Haben wir ja noch Hoffnung dass das liebäugelte 26 creig wenn es bei uns ansteht auch von Isla "getunt" wird


----------



## Tiri (17. August 2012)

eschmeling schrieb:


> Mit Zoll und Fracht komme ich dann auf ca. 550 Franken oder 460 Euro.


 
Zum Vergleich: Ich habe *465 Euro* bezahlt zwar mit inkl anderen Reifen aber *OHNE* Zoll etc.


----------



## chris5000 (17. August 2012)

Tiri schrieb:


> Zum Vergleich: Ich habe *465 Euro* bezahlt zwar mit inkl anderen Reifen aber *OHNE* Zoll etc.



Soweit ich weiß, haben Schweizer den Zollnachteil, auf der anderen Seite aber den Vorteil, dass sie die VAT (englische MwSt) nicht zahlen müssen.
Zumindest zeitweise war aber m.W. auch der Versand nach CH teurer als nach D. Endpreisvergleiche zwischen Deutschen- und und Schweizer Bestellern sind also recht kompliziert.


----------



## eschmeling (17. August 2012)

Ja, der Schweizer Endpreis ist immer so ein bisschen ungefaehr und ich stuetze mich da auf die Info von einem anderen Forum-Mitglied weil zusaetzlich zu Zoll und Steuer auch variable Verzollungsgebuehren anfallen koennen - genau vergleichen kann man nicht, kommt aber grob auf einen aehnlichen Preis raus.
Natuerlich ist mir auch klar, dass die von mir genannten Alternativen (also 20 zoeller Contessa oder specialized) nicht vergleichbar in Sachen Qualitaet usw. sind - aber meine Ueberlegung ist dann auch eher, ob es jetzt erstmal mit so einem relativ guenstigeren Fahrrad reichen muss, auch wenn es nicht so toll ist - oder ob es einfach so wenig toll ist, dass es sich quasi nicht lohnt.
Bin eben urspruenglich von dem 250 pfund Preis ausgegangen fuer das Beinn 20, und jetzt ist das schon eine andere Kalkulation, und daher denke ich jetzt eben an die Gebrauchtalternativen.


----------



## trolliver (17. August 2012)

Ich kann alle Gedanken zu einem günstigeren Rad verstehen, selbst die bis max. 200 Euro für ein gebrauchtes sind ja nicht wirklich billig. Für die Kinder tut es meist eh die gute gebrauchte Variante.

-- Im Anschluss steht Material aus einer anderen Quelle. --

//! Application layer for rigsync-client.
//!
//! The application layer knows *what* to do with the machine's documents and
//! feeds; it delegates *how* bytes move to the infrastructure layer through
//! the [`RestTransport`] trait and plain `mpsc` channels of text frames.
//!
//! # Responsibilities
//!
//! - Resolving the hypermedia graph into the application registry
//! - Invoking actions from their [`ActionSpec`](rigsync_core::ActionSpec)
//! - Tracking the three machine wait-signals
//! - Resolving pending application waits
//! - Owning the background listener tasks for the machine's lifetime
//!
//! # What does NOT belong here?
//!
//! - reqwest, tungstenite, or any socket type (infrastructure)
//! - Reading configuration files (infrastructure)

pub mod error;
pub mod invoke;
pub mod machine;
pub mod resolver;
pub mod signal_tracker;
pub mod transport;
pub mod wait_engine;

pub use error::RigError;
pub use invoke::{invoke_action, ActionOutcome};
pub use machine::{FeedReceivers, Machine};
pub use resolver::{resolve_actions, resolve_registry};
pub use signal_tracker::{run_machine_listener, MachineSignalTracker};
pub use transport::{RestResponse, RestTransport, TransportError};
pub use wait_engine::{run_application_listener, AppWaitEngine, WaitHandle};
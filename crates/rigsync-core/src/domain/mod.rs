//! Domain layer: the model the client builds from the machine's documents.
//!
//! - [`action`] – [`ActionSpec`](action::ActionSpec), an invokable operation
//!   represented as data.
//! - [`registry`] – the immutable application registry and its
//!   canonical-name/alias registration rule.
//! - [`signals`] – the three machine wait-signals and their recompute rule.
//! - [`wait`] – which application states end a wait, and how the resolved
//!   state is judged.

pub mod action;
pub mod registry;
pub mod signals;
pub mod wait;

Nur eines würde ich definitiv nicht machen: ein 20"-Rad für die Kleine kaufen. Dafür ist sie wirklich zu groß und gewöhnt sich eine unökonomische Haltung an.


----------



## MTB-News.de




----------



## Y_G (17. August 2012)

vielleicht kannst Du das ja über Bekannte nach D bestellen dann hast Du den Vorteil vom Wechselkurs und nicht die hohen Versandkosten. MwSt+Zoll machst Du dann an der Grenze ... nur mal so ein Gedanke. Meine restliche Familie steht btw. gerade im Stau auf dem Weg von Züri nach Hause


----------



## NoSaint_CH (21. August 2012)

Verzollung von Fahrrädern geht in der Schweiz über Stückzahl http://www.zoelle.ch/zollobjekte/bemessungsgrundlagen

Was der Import kostet steht unter hier   (TARES, Zollansatz, Tarifnummer 8712) - 12 Franken. Rein vom Zoll her, lohnt es sich also nicht mal bis zu einem Laden "über der Grenze" zu fahren. Zum Zoll selber kommen natürlich die Mehrwertsteuern (8%) und eine allfällige Zoll-Abfertigungsgebühr (10-15 Franken), ist alles aber Nebenschauplatz im Vergleich zu den Versandkosten von 60 Pfund.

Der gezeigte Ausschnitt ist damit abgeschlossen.